Anomaly Detection with Neural Parsers That Never Reject

Reinforcement learning has recently shown promise as a technique for training an artificial neural network to parse sentences in some unknown format, through a body of work known as RL-GRIT. A key aspect of the RL-GRIT approach is that rather than explicitly inferring a grammar that describes the format, the neural network learns to perform various parsing actions (such as merging two tokens) over a corpus of sentences, with the goal of maximizing the estimated frequency of the resulting parse structures. This can allow the learning process to more easily explore different action choices, since a given choice may change the optimality of the parse (as expressed by the total reward), but will not result in the failure to parse a sentence.

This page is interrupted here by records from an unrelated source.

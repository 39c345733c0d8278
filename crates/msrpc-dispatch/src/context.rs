//! Per-call context handed to every handler method.
//!
//! Cancellation is cooperative: the transport flips the shared flag when the
//! client cancels or the connection drops, and handlers observe it through
//! [`CallContext::is_cancelled`] or [`CallContext::cancelled`]. The dispatcher
//! never aborts a running handler.

use std::sync::Arc;
use std::sync::atomic::{AtomicU32, Ordering};

use tokio::sync::watch;

use crate::syntax::SyntaxId;

static NEXT_CALL_ID: AtomicU32 = AtomicU32::new(1);

/// Cooperative cancellation signal shared between a transport and a call.
#[derive(Clone)]
pub struct CancellationHandle {
    tx: Arc<watch::Sender<bool>>,
    rx: watch::Receiver<bool>,
}

impl CancellationHandle {
    pub fn new() -> Self {
        let (tx, rx) = watch::channel(false);
        Self {
            tx: Arc::new(tx),
            rx,
        }
    }

    /// Signal cancellation. Idempotent.
    pub fn cancel(&self) {
        self.tx.send_replace(true);
    }

    pub fn is_cancelled(&self) -> bool {
        *self.rx.borrow()
    }

    /// Resolves once cancellation has been requested.
    pub async fn cancelled(&self) {
        let mut rx = self.rx.clone();
        // wait_for checks the current value first; an error means every
        // sender is gone, which can no longer un-cancel the call.
        let _ = rx.wait_for(|cancelled| *cancelled).await;
    }
}

impl Default for CancellationHandle {
    fn default() -> Self {
        Self::new()
    }
}

impl std::fmt::Debug for CancellationHandle {
    fn fmt(&self, f: &mut std::fmt::Formatter<'_>) -> std::fmt::Result {
        f.debug_struct("CancellationHandle")
            .field("cancelled", &self.is_cancelled())
            .finish()
    }
}

/// Context of one in-flight call.
#[derive(Debug, Clone)]
pub struct CallContext {
    /// Transport-assigned call identifier, used for log correlation.
    pub call_id: u32,
    /// Interface the call was addressed to, when known.
    pub syntax: Option<SyntaxId>,
    cancellation: CancellationHandle,
}

impl CallContext {
    /// Context with a process-unique call id and a fresh cancellation handle.
    pub fn new() -> Self {
        Self::with_cancellation(CancellationHandle::new())
    }

    pub fn with_cancellation(cancellation: CancellationHandle) -> Self {
        Self {
            call_id: NEXT_CALL_ID.fetch_add(1, Ordering::Relaxed),
            syntax: None,
            cancellation,
        }
    }

    pub fn with_call_id(mut self, call_id: u32) -> Self {
        self.call_id = call_id;
        self
    }

    pub fn with_syntax(mut self, syntax: SyntaxId) -> Self {
        self.syntax = Some(syntax);
        self
    }

    pub fn cancellation(&self) -> &CancellationHandle {
        &self.cancellation
    }

    pub fn is_cancelled(&self) -> bool {
        self.cancellation.is_cancelled()
    }

    pub async fn cancelled(&self) {
        self.cancellation.cancelled().await
    }
}

impl Default for CallContext {
    fn default() -> Self {
        Self::new()
    }
}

However, this also presents a limitation: because the trained neural network can successfully parse any sentence, it cannot be directly used to identify sentences that deviate from the format of the training sentences, i.e., that are anomalous. In this paper, we address this limitation by presenting procedures for extracting production rules from the neural network, and for using these rules to determine whether a given sentence is nominal or anomalous. When a sentence is anomalous, an attempt is made to identify the location of the anomaly. We empirically demonstrate that our approach is capable of grammatical inference and anomaly detection for both non-regular formats and those containing regions of high randomness/entropy. While a format with high randomness typically requires large sets of production rules, we propose a two pass grammatical inference method to generate parsimonious rule sets for such formats. By further improving parser learning, and leveraging the presented rule extraction and anomaly detection algorithms, one might begin to understand common errors, either benign or malicious, in practical formats.